▶ **Stored data**:
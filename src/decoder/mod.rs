//! Length disassembler: classify one x86 (32-bit) instruction starting at a
//! buffer offset and return a fully decoded, non-synthetic
//! [`InstructionRecord`].
//!
//! Unknown opcode paths are a hard failure — this decoder never guesses or
//! skips a byte to resynchronize, because a skipped byte would silently
//! corrupt every RVA after it. The input region is assumed to be pure code;
//! embedded data will not decode cleanly and is not recovered.

pub mod flags;
pub mod tables;

use self::flags::InstructionFlags;
use self::tables::{BranchKind, ImmClass, OpInfo};
use crate::error::ZergError;
use crate::graph::InstructionRecord;

const MAX_PREFIXES: usize = 4;

struct Prefixes {
    operand_size_override: bool,
    consumed: usize,
}

fn scan_prefixes(buf: &[u8]) -> Result<Prefixes, ZergError> {
    let mut operand_size_override = false;
    let mut consumed = 0;
    while consumed < buf.len() {
        match buf[consumed] {
            0x66 => operand_size_override = true,
            0x67 | 0x2E | 0x36 | 0x3E | 0x26 | 0x64 | 0x65 | 0xF0 | 0xF2 | 0xF3 => {}
            _ => break,
        }
        consumed += 1;
        if consumed > MAX_PREFIXES {
            return Err(ZergError::Decode {
                rva: 0,
                reason: "prefix chain exceeds architectural maximum".into(),
            });
        }
    }
    Ok(Prefixes {
        operand_size_override,
        consumed,
    })
}

struct ModRm {
    byte: u8,
    reg: u8,
    sib: Option<u8>,
    disp_size: u8,
}

fn decode_modrm(buf: &[u8], pos: usize) -> Result<(ModRm, usize), ZergError> {
    let byte = *buf.get(pos).ok_or_else(|| overflow())?;
    let md = byte >> 6;
    let reg = (byte >> 3) & 0x7;
    let rm = byte & 0x7;
    let mut consumed = 1;

    let mut sib = None;
    if md != 0b11 && rm == 0b100 {
        sib = Some(*buf.get(pos + consumed).ok_or_else(|| overflow())?);
        consumed += 1;
    }

    let sib_base_is_5 = sib.map(|s| s & 0x7 == 0b101).unwrap_or(false);
    let disp_size: u8 = match md {
        0b00 => {
            if rm == 0b101 || (rm == 0b100 && sib_base_is_5) {
                4
            } else {
                0
            }
        }
        0b01 => 1,
        0b10 => 4,
        0b11 => 0,
        _ => unreachable!(),
    };

    Ok((
        ModRm {
            byte,
            reg,
            sib,
            disp_size,
        },
        consumed,
    ))
}

fn overflow() -> ZergError {
    ZergError::Decode {
        rva: 0,
        reason: "instruction decode ran past the end of the buffer".into(),
    }
}

fn with_rva(mut err: ZergError, rva: u32) -> ZergError {
    if let ZergError::Decode { rva: r, .. } = &mut err {
        *r = rva;
    }
    err
}

/// Decode one instruction starting at `buf[0]`. `old_rva` is the instruction's
/// offset within the code region being mutated (stamped into the returned
/// record and used for the branch-target and decode-error reporting).
pub fn decode_one(buf: &[u8], old_rva: u32) -> Result<InstructionRecord, ZergError> {
    decode_inner(buf, old_rva).map_err(|e| with_rva(e, old_rva))
}

fn decode_inner(buf: &[u8], old_rva: u32) -> Result<InstructionRecord, ZergError> {
    let prefixes = scan_prefixes(buf)?;
    let mut pos = prefixes.consumed;

    let opcode_start = pos;
    let first = *buf.get(pos).ok_or_else(overflow)?;
    pos += 1;

    let info: OpInfo = if first == 0x0F {
        let second = *buf.get(pos).ok_or_else(overflow)?;
        pos += 1;
        if second == 0x38 || second == 0x3A {
            let _third = *buf.get(pos).ok_or_else(overflow)?;
            pos += 1;
            tables::three_byte_info(second)
        } else {
            tables::two_byte_info(second)
        }
    } else {
        tables::one_byte_info(first)
    };

    if info.undefined {
        return Err(ZergError::Decode {
            rva: old_rva,
            reason: format!("undefined opcode at offset {}", opcode_start),
        });
    }

    let mut modrm_byte = None;
    let mut sib_byte = None;
    let mut disp_size = 0u8;
    let mut reg_field = 0u8;

    if info.has_modrm {
        let (m, consumed) = decode_modrm(buf, pos)?;
        pos += consumed;
        pos += m.disp_size as usize;
        modrm_byte = Some(m.byte);
        sib_byte = m.sib;
        disp_size = m.disp_size;
        reg_field = m.reg;
    }

    let imm_size = match info.imm {
        ImmClass::None => 0u8,
        ImmClass::Imm8 => 1,
        ImmClass::Imm16 => 2,
        ImmClass::ImmFull => {
            if prefixes.operand_size_override {
                2
            } else {
                4
            }
        }
        ImmClass::EnterImm => 3,
        ImmClass::FarPtr => 6,
        ImmClass::GroupF6F7 => {
            // reg field 0/1 = TEST r/m, imm; the rest of the group (NOT,
            // NEG, MUL, IMUL, DIV, IDIV) takes no immediate. The width of
            // that immediate depends on which opcode selected the group:
            // 0xF6 is the Eb form (`TEST r/m8, imm8`, always 1 byte); 0xF7
            // is the Ev form (`TEST r/m32, Iz`, 16 or 32 bits per the
            // operand-size override, same as `ImmClass::ImmFull`).
            if reg_field == 0 || reg_field == 1 {
                if first == 0xF6 {
                    1
                } else if prefixes.operand_size_override {
                    2
                } else {
                    4
                }
            } else {
                0
            }
        }
    };
    pos += imm_size as usize;

    let branch_disp_size = info.branch.disp_size() as usize;
    let mut branch_target_rva = None;
    if branch_disp_size > 0 {
        let disp_start = pos;
        pos += branch_disp_size;
        if pos > buf.len() {
            return Err(overflow());
        }
        let disp = read_signed(&buf[disp_start..pos]);
        let length = pos as i64;
        let target = old_rva as i64 + length + disp;
        branch_target_rva = Some(target as u32);
    }

    if pos > buf.len() {
        return Err(overflow());
    }

    let mut flags = info.branch.to_flags();
    if info.has_modrm {
        flags.insert(InstructionFlags::HAS_MODRM);
    }
    if sib_byte.is_some() {
        flags.insert(InstructionFlags::HAS_SIB);
    }
    if imm_size > 0 {
        flags.insert(InstructionFlags::HAS_IMM);
    }
    if disp_size > 0 {
        flags.insert(InstructionFlags::HAS_DISP);
    }
    if info.is_ret {
        flags.insert(InstructionFlags::IS_RET);
    }

    let mut rec = InstructionRecord::new(old_rva, buf[..pos].to_vec(), flags);
    rec.opcode = first;
    rec.modrm = modrm_byte;
    rec.sib = sib_byte;
    rec.imm_size = imm_size;
    rec.disp_size = disp_size;
    rec.branch_kind = info.branch;
    rec.branch_target_rva = branch_target_rva;
    Ok(rec)
}

fn read_signed(bytes: &[u8]) -> i64 {
    match bytes.len() {
        1 => bytes[0] as i8 as i64,
        4 => i32::from_le_bytes([bytes[0], bytes[1], bytes[2], bytes[3]]) as i64,
        _ => unreachable!("branch displacement is always 1 or 4 bytes"),
    }
}

#[cfg(test)]
mod tests {
    use super::*;

    #[test]
    fn decodes_single_byte_ret() {
        let rec = decode_one(&[0xC3], 0).unwrap();
        assert_eq!(rec.length, 1);
        assert!(rec.flags.contains(InstructionFlags::IS_RET));
    }

    #[test]
    fn decodes_modrm_alu() {
        // add eax, ebx -> 01 D8
        let rec = decode_one(&[0x01, 0xD8], 0).unwrap();
        assert_eq!(rec.length, 2);
        assert!(rec.flags.contains(InstructionFlags::HAS_MODRM));
        assert_eq!(rec.disp_size, 0);
    }

    #[test]
    fn decodes_disp32_no_sib() {
        // mov eax, [0x11223344] -> A1 + moffs32 is simpler, use mov eax,[disp32] form: 8B 05 xx xx xx xx
        let rec = decode_one(&[0x8B, 0x05, 0x44, 0x33, 0x22, 0x11], 0).unwrap();
        assert_eq!(rec.length, 6);
        assert_eq!(rec.disp_size, 4);
    }

    #[test]
    fn decodes_sib_with_disp32_no_base() {
        // mov eax, [ecx*4 + 0x100] -> 8B 04 8D 00 01 00 00
        let rec = decode_one(&[0x8B, 0x04, 0x8D, 0x00, 0x01, 0x00, 0x00], 0).unwrap();
        assert_eq!(rec.length, 7);
        assert!(rec.sib.is_some());
        assert_eq!(rec.disp_size, 4);
    }

    #[test]
    fn decodes_short_jmp_and_target() {
        // eb 00 -> jmp +0 (target is the byte right after this instruction)
        let rec = decode_one(&[0xEB, 0x00], 0).unwrap();
        assert_eq!(rec.length, 2);
        assert_eq!(rec.branch_target_rva, Some(2));
        assert!(rec.flags.contains(InstructionFlags::IS_SHORT));
    }

    #[test]
    fn decodes_near_jcc_rel32() {
        let mut bytes = vec![0x0F, 0x84];
        bytes.extend_from_slice(&10i32.to_le_bytes());
        let rec = decode_one(&bytes, 100).unwrap();
        assert_eq!(rec.length, 6);
        assert_eq!(rec.branch_target_rva, Some(100 + 6 + 10));
    }

    #[test]
    fn decodes_operand_size_override_immediate() {
        // 66 B8 imm16 -> mov ax, imm16
        let rec = decode_one(&[0x66, 0xB8, 0x01, 0x02], 0).unwrap();
        assert_eq!(rec.length, 4);
        assert_eq!(rec.imm_size, 2);
    }

    #[test]
    fn decodes_group_f7_test_has_immediate() {
        // F7 C0 imm32 -> test eax, imm32 (reg field = 0)
        let mut bytes = vec![0xF7, 0xC0];
        bytes.extend_from_slice(&1i32.to_le_bytes());
        let rec = decode_one(&bytes, 0).unwrap();
        assert_eq!(rec.length, 6);
    }

    #[test]
    fn decodes_group_f7_not_has_no_immediate() {
        // F7 D0 -> not eax (reg field = 2)
        let rec = decode_one(&[0xF7, 0xD0], 0).unwrap();
        assert_eq!(rec.length, 2);
    }

    #[test]
    fn decodes_group_f6_test_has_one_byte_immediate() {
        // F6 C0 05 -> test al, 5 (reg field = 0, Eb form: imm8 not Iz)
        let rec = decode_one(&[0xF6, 0xC0, 0x05], 0).unwrap();
        assert_eq!(rec.length, 3);
        assert_eq!(rec.imm_size, 1);
    }

    #[test]
    fn decodes_group_f6_not_has_no_immediate() {
        // F6 D0 -> not al (reg field = 2)
        let rec = decode_one(&[0xF6, 0xD0], 0).unwrap();
        assert_eq!(rec.length, 2);
    }

    #[test]
    fn rejects_undefined_opcode() {
        assert!(decode_one(&[0x0F, 0xFF], 0).is_err());
    }

    #[test]
    fn rejects_truncated_instruction() {
        // 0x81 needs modrm + imm32 but the buffer is cut short.
        assert!(decode_one(&[0x81, 0xC0, 0x01], 0).is_err());
    }

    #[test]
    fn three_byte_opcode_map_carries_imm8() {
        // 0F 3A 0F (PALIGNR) reg,reg,imm8 -> C0 modrm, imm8
        let rec = decode_one(&[0x0F, 0x3A, 0x0F, 0xC1, 0x04], 0).unwrap();
        assert_eq!(rec.length, 5);
        assert_eq!(rec.imm_size, 1);
    }
}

▶ **YOUR GOAL**:
Where a line of the entries above holds the word "into", return that line.

▶ **EXERCISE RESPONSE**:
                reason: "prefix chain exceeds architectural maximum".into(),
        reason: "instruction decode ran past the end of the buffer".into(),
/// offset within the code region being mutated (stamped into the returned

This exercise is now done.